§ DESCRIPTION OF THE TASK
Could you return every line of the material that contains the word "write"?

§ GIVEN DATA

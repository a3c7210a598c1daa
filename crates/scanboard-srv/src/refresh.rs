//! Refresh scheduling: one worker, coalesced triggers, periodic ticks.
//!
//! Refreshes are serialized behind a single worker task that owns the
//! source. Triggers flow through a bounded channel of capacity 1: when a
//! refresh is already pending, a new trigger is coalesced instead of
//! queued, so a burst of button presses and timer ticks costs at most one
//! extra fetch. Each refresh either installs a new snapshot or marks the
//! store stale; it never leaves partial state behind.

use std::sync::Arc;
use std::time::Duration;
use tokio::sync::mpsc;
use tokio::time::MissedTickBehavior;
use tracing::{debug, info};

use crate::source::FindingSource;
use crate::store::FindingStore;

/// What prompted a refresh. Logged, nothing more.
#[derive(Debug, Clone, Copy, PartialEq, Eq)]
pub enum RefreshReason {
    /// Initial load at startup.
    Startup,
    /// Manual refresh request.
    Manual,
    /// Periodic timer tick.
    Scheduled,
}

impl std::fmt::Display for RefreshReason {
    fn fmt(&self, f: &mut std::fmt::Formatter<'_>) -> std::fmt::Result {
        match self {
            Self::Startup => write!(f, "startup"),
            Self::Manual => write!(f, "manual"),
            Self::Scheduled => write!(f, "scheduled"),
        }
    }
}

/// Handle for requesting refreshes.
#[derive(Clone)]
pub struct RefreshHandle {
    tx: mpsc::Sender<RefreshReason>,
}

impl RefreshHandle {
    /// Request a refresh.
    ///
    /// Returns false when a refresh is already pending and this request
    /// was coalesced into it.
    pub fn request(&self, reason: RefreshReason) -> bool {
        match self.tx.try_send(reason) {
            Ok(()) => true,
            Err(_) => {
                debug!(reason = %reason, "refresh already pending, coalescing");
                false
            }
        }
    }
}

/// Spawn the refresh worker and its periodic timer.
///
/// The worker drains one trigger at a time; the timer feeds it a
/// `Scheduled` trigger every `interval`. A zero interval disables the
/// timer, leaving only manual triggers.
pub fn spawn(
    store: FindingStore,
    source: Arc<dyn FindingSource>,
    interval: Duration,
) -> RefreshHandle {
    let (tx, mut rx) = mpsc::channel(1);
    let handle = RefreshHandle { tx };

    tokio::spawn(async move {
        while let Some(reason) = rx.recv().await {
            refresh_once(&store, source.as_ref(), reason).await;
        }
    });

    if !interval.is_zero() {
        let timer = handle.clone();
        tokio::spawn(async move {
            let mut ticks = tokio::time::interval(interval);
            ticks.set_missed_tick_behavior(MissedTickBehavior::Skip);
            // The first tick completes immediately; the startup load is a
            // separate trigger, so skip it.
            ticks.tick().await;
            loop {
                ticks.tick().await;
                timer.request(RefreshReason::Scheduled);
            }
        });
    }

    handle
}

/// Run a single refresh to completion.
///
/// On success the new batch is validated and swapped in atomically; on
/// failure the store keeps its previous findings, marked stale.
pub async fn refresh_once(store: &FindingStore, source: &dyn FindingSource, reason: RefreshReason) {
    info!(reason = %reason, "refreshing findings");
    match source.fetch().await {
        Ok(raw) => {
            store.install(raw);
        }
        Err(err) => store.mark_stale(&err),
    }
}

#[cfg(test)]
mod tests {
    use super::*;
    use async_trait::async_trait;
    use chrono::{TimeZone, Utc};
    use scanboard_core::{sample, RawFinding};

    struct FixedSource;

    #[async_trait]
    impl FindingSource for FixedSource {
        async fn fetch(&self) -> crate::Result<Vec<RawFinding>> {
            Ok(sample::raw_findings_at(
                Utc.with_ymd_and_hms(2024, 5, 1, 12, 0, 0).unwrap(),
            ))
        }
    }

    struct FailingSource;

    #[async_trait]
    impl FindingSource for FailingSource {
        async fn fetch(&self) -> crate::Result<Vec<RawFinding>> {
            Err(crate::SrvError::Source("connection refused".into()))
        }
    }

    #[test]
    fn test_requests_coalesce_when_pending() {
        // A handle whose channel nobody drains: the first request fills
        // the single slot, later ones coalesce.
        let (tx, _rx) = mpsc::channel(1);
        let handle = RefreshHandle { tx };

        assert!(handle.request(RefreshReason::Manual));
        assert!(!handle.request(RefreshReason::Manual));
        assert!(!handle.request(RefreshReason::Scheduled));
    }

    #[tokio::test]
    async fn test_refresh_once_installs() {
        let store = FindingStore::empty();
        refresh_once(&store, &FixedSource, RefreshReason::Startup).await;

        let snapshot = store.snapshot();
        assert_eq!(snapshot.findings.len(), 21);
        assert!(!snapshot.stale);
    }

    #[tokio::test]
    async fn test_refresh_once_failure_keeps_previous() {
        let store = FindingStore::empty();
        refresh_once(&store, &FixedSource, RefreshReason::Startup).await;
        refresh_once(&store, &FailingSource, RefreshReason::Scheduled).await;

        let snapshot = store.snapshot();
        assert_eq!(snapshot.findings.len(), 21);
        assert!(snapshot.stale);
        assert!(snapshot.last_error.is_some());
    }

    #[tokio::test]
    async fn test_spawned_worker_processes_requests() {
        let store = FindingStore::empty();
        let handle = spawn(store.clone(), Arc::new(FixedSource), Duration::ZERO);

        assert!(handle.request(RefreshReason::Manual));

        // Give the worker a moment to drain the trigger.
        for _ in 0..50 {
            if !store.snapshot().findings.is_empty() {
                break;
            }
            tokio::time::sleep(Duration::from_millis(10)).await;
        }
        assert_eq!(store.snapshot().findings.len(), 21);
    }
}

...

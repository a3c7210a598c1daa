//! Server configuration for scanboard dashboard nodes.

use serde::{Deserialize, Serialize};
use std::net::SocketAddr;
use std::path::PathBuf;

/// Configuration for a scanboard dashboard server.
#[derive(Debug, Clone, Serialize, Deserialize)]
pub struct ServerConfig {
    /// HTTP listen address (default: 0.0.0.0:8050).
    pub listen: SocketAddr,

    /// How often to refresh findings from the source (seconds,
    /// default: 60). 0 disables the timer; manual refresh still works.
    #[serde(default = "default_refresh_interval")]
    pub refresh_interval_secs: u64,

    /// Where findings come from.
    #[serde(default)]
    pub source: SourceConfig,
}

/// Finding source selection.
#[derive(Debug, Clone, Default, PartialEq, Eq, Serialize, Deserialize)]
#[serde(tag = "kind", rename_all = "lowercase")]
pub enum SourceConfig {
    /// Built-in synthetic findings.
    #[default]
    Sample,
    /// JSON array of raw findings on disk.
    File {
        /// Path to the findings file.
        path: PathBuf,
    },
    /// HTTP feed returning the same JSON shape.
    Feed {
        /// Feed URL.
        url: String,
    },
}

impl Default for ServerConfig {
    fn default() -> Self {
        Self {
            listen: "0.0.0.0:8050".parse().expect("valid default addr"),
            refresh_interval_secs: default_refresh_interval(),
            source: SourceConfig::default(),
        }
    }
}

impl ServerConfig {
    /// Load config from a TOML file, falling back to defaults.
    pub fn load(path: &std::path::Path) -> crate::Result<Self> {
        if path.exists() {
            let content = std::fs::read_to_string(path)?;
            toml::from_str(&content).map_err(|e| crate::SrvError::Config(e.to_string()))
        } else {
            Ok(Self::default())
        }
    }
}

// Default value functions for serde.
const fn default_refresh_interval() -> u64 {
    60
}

---

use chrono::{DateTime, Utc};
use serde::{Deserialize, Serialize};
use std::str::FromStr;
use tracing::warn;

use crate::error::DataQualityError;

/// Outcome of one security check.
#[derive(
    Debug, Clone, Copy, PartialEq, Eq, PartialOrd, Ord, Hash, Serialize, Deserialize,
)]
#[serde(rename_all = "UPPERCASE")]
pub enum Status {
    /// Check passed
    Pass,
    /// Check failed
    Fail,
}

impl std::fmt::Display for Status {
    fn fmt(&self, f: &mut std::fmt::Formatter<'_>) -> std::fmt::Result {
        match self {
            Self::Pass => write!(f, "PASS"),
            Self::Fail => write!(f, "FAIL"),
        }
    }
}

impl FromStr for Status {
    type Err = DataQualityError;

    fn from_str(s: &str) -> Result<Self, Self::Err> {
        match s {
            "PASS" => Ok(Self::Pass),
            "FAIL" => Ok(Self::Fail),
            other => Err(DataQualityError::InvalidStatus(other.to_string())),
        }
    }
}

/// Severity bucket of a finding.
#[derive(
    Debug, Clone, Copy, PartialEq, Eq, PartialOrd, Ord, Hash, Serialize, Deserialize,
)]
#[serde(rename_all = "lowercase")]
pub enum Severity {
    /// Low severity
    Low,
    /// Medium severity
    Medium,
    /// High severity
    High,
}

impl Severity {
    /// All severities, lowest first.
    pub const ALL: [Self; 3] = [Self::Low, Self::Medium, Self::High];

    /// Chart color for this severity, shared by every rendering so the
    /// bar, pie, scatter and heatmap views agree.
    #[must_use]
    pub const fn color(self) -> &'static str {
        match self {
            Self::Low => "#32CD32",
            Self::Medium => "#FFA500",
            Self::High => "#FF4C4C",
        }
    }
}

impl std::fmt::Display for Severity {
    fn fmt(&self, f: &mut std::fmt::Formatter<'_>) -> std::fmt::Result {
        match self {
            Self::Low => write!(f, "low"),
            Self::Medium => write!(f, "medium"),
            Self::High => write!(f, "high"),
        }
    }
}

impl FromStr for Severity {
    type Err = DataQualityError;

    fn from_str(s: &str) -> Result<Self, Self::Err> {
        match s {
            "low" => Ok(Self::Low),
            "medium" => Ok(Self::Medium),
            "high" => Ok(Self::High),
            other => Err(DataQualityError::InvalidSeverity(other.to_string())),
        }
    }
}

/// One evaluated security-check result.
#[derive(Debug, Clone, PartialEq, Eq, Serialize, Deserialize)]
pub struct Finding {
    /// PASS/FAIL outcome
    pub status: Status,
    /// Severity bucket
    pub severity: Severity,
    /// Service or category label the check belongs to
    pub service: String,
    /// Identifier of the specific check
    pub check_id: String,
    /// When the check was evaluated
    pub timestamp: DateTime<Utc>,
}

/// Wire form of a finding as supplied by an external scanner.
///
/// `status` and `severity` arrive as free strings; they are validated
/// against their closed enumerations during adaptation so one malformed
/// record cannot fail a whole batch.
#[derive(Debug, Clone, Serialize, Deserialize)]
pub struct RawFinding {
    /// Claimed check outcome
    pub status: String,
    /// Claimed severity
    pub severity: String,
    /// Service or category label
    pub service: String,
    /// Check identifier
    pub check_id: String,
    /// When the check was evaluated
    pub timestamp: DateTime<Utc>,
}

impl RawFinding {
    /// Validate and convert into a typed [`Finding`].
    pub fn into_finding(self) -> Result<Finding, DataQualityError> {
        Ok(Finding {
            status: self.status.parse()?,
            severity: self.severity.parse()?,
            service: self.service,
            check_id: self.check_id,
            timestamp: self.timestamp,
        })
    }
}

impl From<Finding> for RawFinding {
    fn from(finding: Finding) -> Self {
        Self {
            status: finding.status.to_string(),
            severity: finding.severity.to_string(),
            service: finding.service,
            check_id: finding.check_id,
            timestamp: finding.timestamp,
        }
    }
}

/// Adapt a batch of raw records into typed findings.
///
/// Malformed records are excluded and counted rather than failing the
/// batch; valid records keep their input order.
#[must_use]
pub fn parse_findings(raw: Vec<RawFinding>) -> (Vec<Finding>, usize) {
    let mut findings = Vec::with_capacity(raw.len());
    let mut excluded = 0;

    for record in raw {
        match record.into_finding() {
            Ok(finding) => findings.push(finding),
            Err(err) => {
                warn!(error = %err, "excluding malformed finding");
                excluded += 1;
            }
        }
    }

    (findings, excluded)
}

§ WRITTEN ANSWER
            Self::Startup => write!(f, "startup"),
            Self::Manual => write!(f, "manual"),
            Self::Scheduled => write!(f, "scheduled"),
            Self::Pass => write!(f, "PASS"),
            Self::Fail => write!(f, "FAIL"),
            Self::Low => write!(f, "low"),
            Self::Medium => write!(f, "medium"),
            Self::High => write!(f, "high"),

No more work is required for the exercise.